We conclude that these proffers are “sufficient to raise a legitimate question of liability appropriate for judicial inquiry.” G. L. c. 231, § 60B. More specifically, there was sufficient evidence to suggest that Dr. Adner’s involvement with the care and routines at the laboratory was sufficiently personal that the case may not as a matter of law be classed with cases such as Doherty, supra; Campbell, supra; or Lyon v. Morphew, 424 Mass. 828, 833 (1997) (“general supervisory role with regard to the engineering department” not sufficient to make hospital’s chief operating officer personally liable for accident when safety railing was improperly removed by engineering department). Counting for holding Dr. Adner personally responsible is the evidence that the personnel of the laboratory looked to him to set the details of the policies and procedures on just this matter that is the basis of the plaintiff’s claim.6 What would count against Dr. Adner’s personal responsibility would be evidence that the organization was a large one and his responsibility for details such as this policy was only formal or hierarchical, or that others in the organization assumed a more direct relation to persons in the plaintiff’s position. But no evidence of this sort is cited; we do not even know the size and organizational structure of the laboratory. In this state of the proof, the plaintiff should have been allowed to go to trial. Certainly the evidence raises a legitimate question that Dr. Adner’s involvement with the care of patients receiving blood tests at the laboratory was at least as personal as that of the official of a college who “designed and supervised the installation of the security system . . . [and] was responsible for the patrol pattern and the network of locks” which proved insufficient to prevent the rape of a student there. Mullins v. Pine Manor College, 389 Mass. 47, 56 (1983).
We conclude only that there was sufficient evidence to preclude dismissal for failure to post the statutory bond required *139by § 60B. The judgment of the Superior Court is vacated and the case is remanded for further proceedings consistent with this opinion.

So ordered.

The defendant also argues that the plaintiff’s jurisdictional argument comes too late, having been raised for the first time in this appeal. Because we conclude that' the case was properly before the tribunal, we need not decide whether this would be the sort of jurisdictional argument that may be raised at any time.

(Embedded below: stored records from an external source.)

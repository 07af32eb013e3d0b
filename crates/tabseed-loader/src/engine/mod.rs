//! Batch write engine
//!
//! [`BatchWriter::write_all`] loads one table's records:
//!
//! 1. Split the records, in order, into batches of at most `batch_size`
//!    (never more than the store's [`MAX_BATCH_ITEMS`]).
//! 2. Run the batches on tokio tasks, at most `min(max_workers, batches)`
//!    in flight, with no ordering between batches.
//! 3. Each batch goes through [`process_batch_with_retry`]: a throttled bulk
//!    write is re-sent whole after an exponential backoff, up to the retry
//!    ceiling. Writes are upserts, so re-sending already stored items is
//!    harmless.
//! 4. Batch outcomes are merged into a [`SharedTally`] under its lock, which
//!    also drives progress notifications.
//!
//! No error escapes `write_all`. Every record ends up counted as a success or
//! an error, including records of a batch whose task panicked.

use futures::future;
use futures::stream::{self, StreamExt};
use std::sync::Arc;
use tabseed_common::{Record, RunTally, TableDescriptor, WriteOutcome};
use tracing::{debug, error, info, warn};

use crate::error::StoreError;
use crate::progress::{LogProgress, ProgressObserver};
use crate::store::{TableStore, MAX_BATCH_ITEMS};

pub mod retry;
pub mod tally;

pub use retry::{retry_throttled, Attempted, RetryPolicy};
pub use tally::SharedTally;

/// Item-level error messages logged per batch; the rest are only counted
const MAX_ERROR_SAMPLES: usize = 2;

/// Tuning for [`BatchWriter`]
#[derive(Debug, Clone, PartialEq, Eq)]
pub struct WriteSettings {
    pub batch_size: usize,
    pub max_workers: usize,
    /// Successes between progress notifications
    pub progress_interval: usize,
    pub retry: RetryPolicy,
}

impl Default for WriteSettings {
    fn default() -> Self {
        Self {
            batch_size: MAX_BATCH_ITEMS,
            max_workers: 10,
            progress_interval: 500,
            retry: RetryPolicy::default(),
        }
    }
}

/// Split `records` into consecutive batches of `batch_size` (the last may
/// be shorter), preserving order.
pub fn partition(records: Vec<Record>, batch_size: usize) -> Vec<Vec<Record>> {
    let batch_size = batch_size.max(1);
    let mut batches = Vec::with_capacity(records.len().div_ceil(batch_size));
    let mut iter = records.into_iter().peekable();
    while iter.peek().is_some() {
        batches.push(iter.by_ref().take(batch_size).collect());
    }
    batches
}

/// Batches in flight: never more than the cap, never more than the batches
pub fn worker_count(max_workers: usize, batches: usize) -> usize {
    max_workers.max(1).min(batches)
}

/// Outcome of one batch plus the throttling retries it took
#[derive(Debug, Clone, Copy, PartialEq, Eq)]
pub struct BatchResult {
    pub outcome: WriteOutcome,
    pub retries: u32,
}

fn log_item_error(table: &str, samples: &mut usize, reason: &dyn std::fmt::Display) {
    if *samples < MAX_ERROR_SAMPLES {
        warn!(table, "Item rejected: {}", reason);
    }
    *samples += 1;
}

/// Write one batch, re-sending it whole while the store throttles.
///
/// - Records without usable key attributes are counted as errors and not sent.
/// - Items the store rejects individually are counted as errors; the rest of
///   the batch still counts as written.
/// - When the retries run out, the last attempt's accepted items count as
///   written and the remainder as errors.
/// - Any other store failure counts the whole batch as errors.
pub async fn process_batch_with_retry(
    store: &dyn TableStore,
    descriptor: &TableDescriptor,
    batch: Vec<Record>,
    policy: &RetryPolicy,
) -> BatchResult {
    let table = descriptor.table_name();
    let batch_len = batch.len();
    let mut samples = 0;
    let mut errors = 0;

    let mut valid = Vec::with_capacity(batch_len);
    for record in batch {
        match descriptor.check_keys(&record) {
            Ok(()) => valid.push(record),
            Err(violation) => {
                errors += 1;
                log_item_error(table, &mut samples, &violation);
            },
        }
    }

    if valid.is_empty() {
        return BatchResult {
            outcome: WriteOutcome::new(0, errors),
            retries: 0,
        };
    }

    let attempted = retry_throttled(policy, table, || store.put_batch(descriptor, &valid)).await;

    let outcome = match attempted.result {
        Ok(report) => {
            for fault in &report.rejected {
                log_item_error(table, &mut samples, &format!("item {}: {}", fault.index, fault.reason));
            }
            let written = report.written.min(valid.len());
            WriteOutcome::new(written, errors + valid.len() - written)
        },
        Err(StoreError::Throttled { accepted, message }) => {
            let accepted = accepted.min(valid.len());
            warn!(
                table,
                retries = attempted.retries,
                accepted,
                abandoned = valid.len() - accepted,
                "Batch still throttled after retry limit: {}",
                message
            );
            WriteOutcome::new(accepted, errors + valid.len() - accepted)
        },
        Err(err) => {
            error!(table, items = batch_len, "Batch write failed: {}", err);
            WriteOutcome::failed(batch_len)
        },
    };

    if samples > MAX_ERROR_SAMPLES {
        debug!(table, suppressed = samples - MAX_ERROR_SAMPLES, "Further item errors not logged");
    }

    BatchResult {
        outcome,
        retries: attempted.retries,
    }
}

/// Parallel bulk loader for one table at a time
pub struct BatchWriter {
    store: Arc<dyn TableStore>,
    settings: WriteSettings,
    observer: Arc<dyn ProgressObserver>,
}

impl BatchWriter {
    pub fn new(store: Arc<dyn TableStore>, settings: WriteSettings) -> Self {
        Self {
            store,
            settings,
            observer: Arc::new(LogProgress),
        }
    }

    pub fn with_observer(mut self, observer: Arc<dyn ProgressObserver>) -> Self {
        self.observer = observer;
        self
    }

    fn batch_size(&self) -> usize {
        self.settings.batch_size.clamp(1, MAX_BATCH_ITEMS)
    }

    /// Write every record to `descriptor`'s table and return the tally.
    ///
    /// `success_count + error_count` always equals the number of records.
    pub async fn write_all(&self, descriptor: &TableDescriptor, records: Vec<Record>) -> RunTally {
        let table = descriptor.table_name();
        let total = records.len();
        if total == 0 {
            debug!(table, "No records to write");
            return RunTally::new(0);
        }

        let batches = partition(records, self.batch_size());
        let batch_count = batches.len();
        let workers = worker_count(self.settings.max_workers, batch_count);
        info!(table, records = total, batches = batch_count, workers, "Writing records");

        self.observer.on_start(table, total);
        let tally = SharedTally::new(
            table,
            total,
            self.settings.progress_interval,
            Arc::clone(&self.observer),
        );

        stream::iter(batches.into_iter().enumerate())
            .map(|(index, batch)| {
                let len = batch.len();
                let store = Arc::clone(&self.store);
                let descriptor = descriptor.clone();
                let policy = self.settings.retry.clone();
                let handle = tokio::spawn(async move {
                    process_batch_with_retry(store.as_ref(), &descriptor, batch, &policy).await
                });
                async move { (index, len, handle.await) }
            })
            .buffer_unordered(workers)
            .for_each(|(index, len, joined)| {
                match joined {
                    Ok(result) => {
                        tally.add_retries(result.retries);
                        tally.record(result.outcome);
                    },
                    Err(err) => {
                        error!(table, batch = index, items = len, "Batch task failed: {}", err);
                        tally.record(WriteOutcome::failed(len));
                    },
                }
                future::ready(())
            })
            .await;

        let unaccounted = tally.settle();
        if unaccounted > 0 {
            warn!(table, unaccounted, "Records without an outcome counted as errors");
        }

        let result = tally.snapshot();
        self.observer.on_finish(table, &result);
        info!(
            table,
            written = result.success_count,
            errors = result.error_count,
            throttle_retries = result.throttle_retries,
            "Finished writing records"
        );
        result
    }
}

#[cfg(test)]
#[allow(clippy::unwrap_used, clippy::expect_used)]
mod tests {
    use super::*;
    use crate::store::MemoryStore;
    use serde_json::json;

    fn records(n: usize) -> Vec<Record> {
        (0..n)
            .map(|i| match json!({"local_id": format!("L{i:04}"), "nombre": "Sede"}) {
                serde_json::Value::Object(map) => map,
                _ => unreachable!(),
            })
            .collect()
    }

    #[test]
    fn test_partition_sizes() {
        for (n, b) in [(0, 25), (1, 25), (25, 25), (26, 25), (1000, 25), (7, 3)] {
            let batches = partition(records(n), b);
            assert_eq!(batches.len(), n.div_ceil(b), "n={n} b={b}");
            if let Some((last, full)) = batches.split_last() {
                assert!(full.iter().all(|batch| batch.len() == b));
                assert!(!last.is_empty() && last.len() <= b);
            }
        }
    }

    #[test]
    fn test_partition_keeps_order() {
        let batches = partition(records(30), 25);
        assert_eq!(batches[0][0]["local_id"], "L0000");
        assert_eq!(batches[1][0]["local_id"], "L0025");
        assert_eq!(batches[1][4]["local_id"], "L0029");
    }

    #[test]
    fn test_worker_count() {
        assert_eq!(worker_count(10, 2), 2);
        assert_eq!(worker_count(10, 40), 10);
        assert_eq!(worker_count(0, 3), 1);
        assert_eq!(worker_count(10, 0), 0);
    }

    #[tokio::test]
    async fn test_invalid_keys_count_as_errors() {
        let store = MemoryStore::new();
        let d = TableDescriptor::new("locales", "local_id", None::<String>).unwrap();
        store.create_table(&d).await.unwrap();

        let mut batch = records(5);
        batch[1].remove("local_id");
        batch[3].insert("local_id".into(), json!(""));

        let result = process_batch_with_retry(&store, &d, batch, &RetryPolicy::immediate(5)).await;
        assert_eq!(result.outcome, WriteOutcome::new(3, 2));
        assert_eq!(store.item_count("locales"), 3);
    }

    #[tokio::test]
    async fn test_missing_table_fails_whole_batch() {
        let store = MemoryStore::new();
        let d = TableDescriptor::new("fantasma", "local_id", None::<String>).unwrap();

        let result = process_batch_with_retry(&store, &d, records(10), &RetryPolicy::immediate(5)).await;
        assert_eq!(result.outcome, WriteOutcome::failed(10));
        assert_eq!(result.retries, 0);
    }

    #[tokio::test]
    async fn test_write_all_empty_is_noop() {
        let store: Arc<dyn TableStore> = Arc::new(MemoryStore::new());
        let writer = BatchWriter::new(store, WriteSettings::default());
        let d = TableDescriptor::new("locales", "local_id", None::<String>).unwrap();

        let tally = writer.write_all(&d, Vec::new()).await;
        assert_eq!(tally, RunTally::new(0));
    }
}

Assuming there was such a duty and it was indeed owed to the plaintiff, there will be further questions. For example, what was the practice for transmitting critical results to treating physicians; had Dr. Adner acted reasonably by allowing the routine (if that was the routine) for delivering test results — the use of an independent courier service — to remain in place; did the results reach the physician’s office in regular course and the failure to take them into account occur thereafter?

We do not intend to foreclose the possibility that in fact Dr. Adner had discharged his responsibilities appropriately and the fault was that of others.